先ほどの酒を飲む兵士といい、とても戦争を行っているとは思えない言動、行動である。
「ほら、水が欲しいだろ? だったらくれてやるぜ!」
そう言った直後、バグリャ軍の兵士の一人が城壁の外に向けて唾を吐く。
それを見た他の兵士も、バグリャの城壁の外で燃え上がり、まともに反撃すらできないヒローズ軍に対して思い思いの行動をとる。
油や石を投げるなどまだ良い方で、食べ物の残骸の袋詰め(=生ゴミ)を投げ捨てたり、気まぐれで殺した強制労働者の死体を投げ捨てる者、そして、あろうことかヒローズ軍目がけて放尿する者まで出現した。
兵士たちの顔には醜悪な笑みだけが浮かんでおり、彼らが完全にふざけてやっている事は誰の目にも明らかだ。
「くそっ……こんな、奴らに……!」
「畜生……!」
「ち、治療が間に合いません!」
「炎が消せれば……! この炎、なかなか消えません……」
しかし、普通の戦を想定して城壁を破壊しようと動いたヒローズ軍にはこれに対する対抗策など無い。
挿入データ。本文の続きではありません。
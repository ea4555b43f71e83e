//! Dialect-specific rendering divergences.

mod common;

use std::sync::Arc;

use basalt_sql_core::ast::{AggregateExpr, Expression, LikePatternExpr, WhereExpr};
use basalt_sql_core::convert::Converter;
use basalt_sql_core::{
    insert, select, MysqlWriter, Platform, SqlValue, SqlWriter, StandardWriter,
};

use common::{prepare, prepare_with, values};

fn simple_query() -> basalt_sql_core::SelectQuery {
    select()
        .column(Expression::column("id"))
        .from(Expression::table("users"))
        .where_clause(Expression::column("id").eq(Expression::value(7)))
}

#[test]
fn test_platform_writer_selection() {
    let cases = [
        (
            "postgresql",
            "select \"id\"\nfrom \"users\"\nwhere \"id\" = $1",
        ),
        ("mysql", "select `id`\nfrom `users`\nwhere `id` = ?"),
        ("mariadb", "select `id`\nfrom `users`\nwhere `id` = ?"),
        ("sqlite", "select \"id\"\nfrom \"users\"\nwhere \"id\" = ?"),
        ("sqlserver", "select [id]\nfrom [users]\nwhere [id] = @p1"),
    ];

    for (tag, expected) in cases {
        let writer = tag.parse::<Platform>().unwrap().writer(Arc::new(Converter::new()));
        let prepared = prepare_with(writer.as_ref(), simple_query());
        assert_eq!(prepared.sql, expected, "platform {tag}");
        assert_eq!(values(&prepared), vec![SqlValue::Int(7)], "platform {tag}");
    }
}

#[test]
fn test_postgres_numbers_placeholders_in_order() {
    let writer = Platform::Postgres.writer(Arc::new(Converter::new()));
    let prepared = prepare_with(
        writer.as_ref(),
        select()
            .from(Expression::table("t"))
            .where_clause(Expression::column("a").eq(Expression::value(1)))
            .where_clause(Expression::column("b").eq(Expression::value(2))),
    );
    assert!(prepared.sql.contains("\"a\" = $1 and \"b\" = $2"));
}

#[test]
fn test_mysql_constant_table_rows_use_row_keyword() {
    let prepared = prepare_with(
        &MysqlWriter::default(),
        insert("t").columns(["a", "b"]).rows(vec![
            vec![Expression::value(1), Expression::value(2)],
            vec![Expression::value(3), Expression::value(4)],
        ]),
    );

    assert_eq!(
        prepared.sql,
        "insert into `t`\n(`a`, `b`)\nvalues row(?, ?)\n,row(?, ?)"
    );
}

#[test]
fn test_mysql_empty_insert_token() {
    let prepared = prepare_with(&MysqlWriter::default(), insert("t"));
    assert_eq!(prepared.sql, "insert into `t`\n() values ()");
}

#[test]
fn test_concat_rendering() {
    let concat = Expression::Concat(vec![
        Expression::column("first"),
        Expression::column("last"),
    ]);

    let prepared = prepare(select().column(concat.clone()));
    assert_eq!(prepared.sql, "select \"first\" || \"last\"");

    let prepared = prepare_with(&MysqlWriter::default(), select().column(concat));
    assert_eq!(prepared.sql, "select concat(`first`, `last`)");
}

#[test]
fn test_current_timestamp_and_random() {
    let query = || {
        select()
            .column(Expression::CurrentTimestamp)
            .column(Expression::Random)
    };

    assert_eq!(prepare(query()).sql, "select current_timestamp, random()");
    assert_eq!(
        prepare_with(&MysqlWriter::default(), query()).sql,
        "select now(), rand()"
    );
}

#[test]
fn test_random_int_casts_upper_bound() {
    let prepared = prepare(select().column(Expression::RandomInt(
        basalt_sql_core::ast::RandomIntExpr::new(1, 6),
    )));
    assert_eq!(
        prepared.sql,
        "select floor(random() * (cast(6 as bigint) - 1 + 1) + 1)"
    );
}

#[test]
fn test_mysql_aggregate_filter_falls_back_to_case() {
    let mut filter = WhereExpr::new();
    filter.push(Expression::column("a").gt(Expression::value(0)));

    let prepared = prepare_with(
        &MysqlWriter::default(),
        select().column(Expression::Aggregate(AggregateExpr {
            function: String::from("sum"),
            column: Some(Box::new(Expression::column("x"))),
            filter: Some(filter),
            over: None,
        })),
    );

    assert_eq!(prepared.sql, "select `sum`(CASE WHEN `a` > ? THEN `x` END)");
}

#[test]
fn test_mysql_cast_types() {
    let prepared = prepare_with(
        &MysqlWriter::default(),
        select().column(Expression::column("a").cast("int")),
    );
    assert_eq!(prepared.sql, "select cast(`a` as signed)");

    let prepared = prepare(select().column(Expression::column("a").cast("int")));
    assert_eq!(prepared.sql, "select cast(\"a\" as int)");
}

#[test]
fn test_mysql_offset_without_limit() {
    let prepared = prepare_with(
        &MysqlWriter::default(),
        select().from(Expression::table("t")).range(0, 5),
    );
    assert!(prepared
        .sql
        .ends_with("limit 18446744073709551615 offset 5"));
}

#[test]
fn test_mssql_paging() {
    let writer = Platform::SqlServer.writer(Arc::new(Converter::new()));
    let prepared = prepare_with(
        writer.as_ref(),
        select().from(Expression::table("t")).range(10, 5),
    );
    assert!(prepared
        .sql
        .ends_with("offset 5 rows fetch next 10 rows only"));
}

#[test]
fn test_like_pattern_binds_composed_pattern() {
    let prepared = prepare(
        select()
            .from(Expression::table("files"))
            .where_clause(Expression::LikePattern(LikePatternExpr {
                column: Some(Box::new(Expression::column("name"))),
                value: Some(String::from("50%")),
                pattern: String::from("%{}%"),
                reserved: None,
            })),
    );

    assert_eq!(
        prepared.sql,
        "select *\nfrom \"files\"\nwhere \"name\" like ?"
    );
    assert_eq!(
        values(&prepared),
        vec![SqlValue::Text(String::from("%50\\%%"))]
    );
}

#[test]
fn test_identifier_safety_across_dialects() {
    for tag in ["postgresql", "mysql", "sqlite", "sqlserver"] {
        let writer = tag.parse::<Platform>().unwrap().writer(Arc::new(Converter::new()));
        let prepared = prepare_with(
            writer.as_ref(),
            select()
                .column(Expression::column("a"))
                .from(Expression::table("t")),
        );
        // Quoted per dialect: never a bare identifier.
        assert!(!prepared.sql.contains("select a\n"), "dialect {tag}");
        assert!(!prepared.sql.contains("from t"), "dialect {tag}");
    }
}

#[test]
fn test_column_star_stays_unquoted() {
    let prepared = prepare(
        select()
            .column(Expression::column("*"))
            .column(Expression::qualified_column("t", "*"))
            .from(Expression::table("t")),
    );
    assert_eq!(prepared.sql, "select *, \"t\".*\nfrom \"t\"");
}

#[test]
fn test_update_string_set_value_uses_dialect_literal_escaping() {
    let prepared = prepare_with(
        &MysqlWriter::default(),
        basalt_sql_core::update("t").set("a", "it's"),
    );
    assert_eq!(prepared.sql, "update `t`\nset `a` = 'it''s'");
}

#[test]
fn test_standard_writer_shares_one_converter() {
    let converter = Arc::new(Converter::new());
    let first = StandardWriter::new(Arc::clone(&converter));
    let second = StandardWriter::new(converter);

    let a = prepare_with(&first, simple_query());
    let b = prepare_with(&second, simple_query());
    assert_eq!(a.sql, b.sql);
}
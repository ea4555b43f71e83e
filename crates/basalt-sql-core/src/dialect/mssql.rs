//! Microsoft SQL Server dialect.

use std::sync::Arc;

use super::Escaper;
use crate::convert::Converter;
use crate::writer::{SqlWriter, WriterCore};

/// Escaper for bracket-quoted identifiers and `@pN` placeholders.
#[derive(Debug, Default, Clone, Copy)]
pub struct MssqlEscaper;

impl Escaper for MssqlEscaper {
    fn escape_identifier(&self, name: &str) -> String {
        format!("[{}]", name.replace(']', "]]"))
    }

    fn write_placeholder(&self, index: u32) -> String {
        format!("@p{}", index + 1)
    }

    fn escape_blob(&self, bytes: &[u8]) -> String {
        let mut hex = String::with_capacity(bytes.len() * 2);
        for byte in bytes {
            hex.push_str(&format!("{byte:02x}"));
        }
        format!("0x{hex}")
    }

    fn escape_sequences(&self) -> &[(&'static str, &'static str)] {
        &[("'", "'"), ("\"", "\""), ("[", "]")]
    }
}

/// SQL Server writer.
pub struct MssqlWriter {
    core: WriterCore,
}

impl MssqlWriter {
    /// Creates a writer over a shared converter.
    #[must_use]
    pub fn new(converter: Arc<Converter>) -> Self {
        Self {
            core: WriterCore::new(Box::new(MssqlEscaper), converter),
        }
    }
}

impl Default for MssqlWriter {
    fn default() -> Self {
        Self::new(Arc::new(Converter::new()))
    }
}

impl SqlWriter for MssqlWriter {
    fn core(&self) -> &WriterCore {
        &self.core
    }

    fn supports_filter_clause(&self) -> bool {
        false
    }

    // OFFSET/FETCH paging; both parts need the OFFSET clause.
    fn format_limit_offset(&self, limit: u64, offset: u64) -> Option<String> {
        match (limit, offset) {
            (0, 0) => None,
            (0, o) => Some(format!("offset {o} rows")),
            (l, o) => Some(format!("offset {o} rows fetch next {l} rows only")),
        }
    }
}

#[cfg(test)]
mod tests {
    use super::*;

    #[test]
    fn test_bracket_quoting() {
        let escaper = MssqlEscaper;
        assert_eq!(escaper.escape_identifier("name"), "[name]");
        assert_eq!(escaper.escape_identifier("a]b"), "[a]]b]");
    }

    #[test]
    fn test_named_placeholders() {
        let escaper = MssqlEscaper;
        assert_eq!(escaper.write_placeholder(0), "@p1");
        assert_eq!(escaper.write_placeholder(4), "@p5");
    }

    #[test]
    fn test_offset_fetch_paging() {
        let writer = MssqlWriter::default();
        assert_eq!(writer.format_limit_offset(0, 0), None);
        assert_eq!(writer.format_limit_offset(0, 5).unwrap(), "offset 5 rows");
        assert_eq!(
            writer.format_limit_offset(10, 5).unwrap(),
            "offset 5 rows fetch next 10 rows only"
        );
        assert_eq!(
            writer.format_limit_offset(10, 0).unwrap(),
            "offset 0 rows fetch next 10 rows only"
        );
    }
}
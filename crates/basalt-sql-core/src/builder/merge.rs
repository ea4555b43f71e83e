//! MERGE builder.

use crate::ast::expression::{Expression, Name};
use crate::ast::statement::{MergeConflict, MergeQuery, QueryOptions, WithClause};

/// Starts a MERGE into a table.
#[must_use]
pub fn merge(table: impl Into<String>) -> MergeQuery {
    MergeQuery {
        table: Some(Name::new(table)),
        ..MergeQuery::default()
    }
}

impl MergeQuery {
    /// Adds a CTE.
    #[must_use]
    pub fn with(mut self, alias: impl Into<String>, expression: impl Into<Expression>) -> Self {
        self.with.push(WithClause {
            alias: alias.into(),
            expression: expression.into(),
        });
        self
    }

    /// Sets the USING source, usually a constant table.
    #[must_use]
    pub fn using(mut self, source: impl Into<Expression>) -> Self {
        self.using = Some(source.into());
        self
    }

    /// Overrides the alias of the USING source (default `excluded`).
    #[must_use]
    pub fn using_alias(mut self, alias: impl Into<String>) -> Self {
        self.using_alias = alias.into();
        self
    }

    /// Sets the key columns matched in the ON clause.
    #[must_use]
    pub fn on_columns(mut self, columns: impl IntoIterator<Item = impl Into<String>>) -> Self {
        self.on_columns = columns.into_iter().map(Into::into).collect();
        self
    }

    /// Sets the columns inserted for unmatched rows.
    #[must_use]
    pub fn columns(mut self, columns: impl IntoIterator<Item = impl Into<String>>) -> Self {
        self.columns = columns.into_iter().map(Into::into).collect();
        self
    }

    /// Matched rows are left alone.
    #[must_use]
    pub const fn do_ignore(mut self) -> Self {
        self.conflict = MergeConflict::Ignore;
        self
    }

    /// Matched rows get their non-key columns updated from the USING
    /// alias.
    #[must_use]
    pub const fn do_update(mut self) -> Self {
        self.conflict = MergeConflict::Update;
        self
    }

    /// Sets the logical identifier carried to the prepared statement.
    #[must_use]
    pub fn identifier(mut self, identifier: impl Into<String>) -> Self {
        self.identifier = Some(identifier.into());
        self
    }

    /// Sets the driver options carried to the prepared statement.
    #[must_use]
    pub fn options(mut self, options: QueryOptions) -> Self {
        self.options = options;
        self
    }
}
指揮官は即座に退却の指示を出したものの、油の対策などあるわけが無く、ヒローズ軍の兵士は一人、また一人と倒れていく。
衛生兵が同行していようと、被害の甚大さゆえに被害を食い止める事も出来なかったのだ。
ヒローズ軍の先遣部隊は、バグリャの奇策で半壊することとなったのである。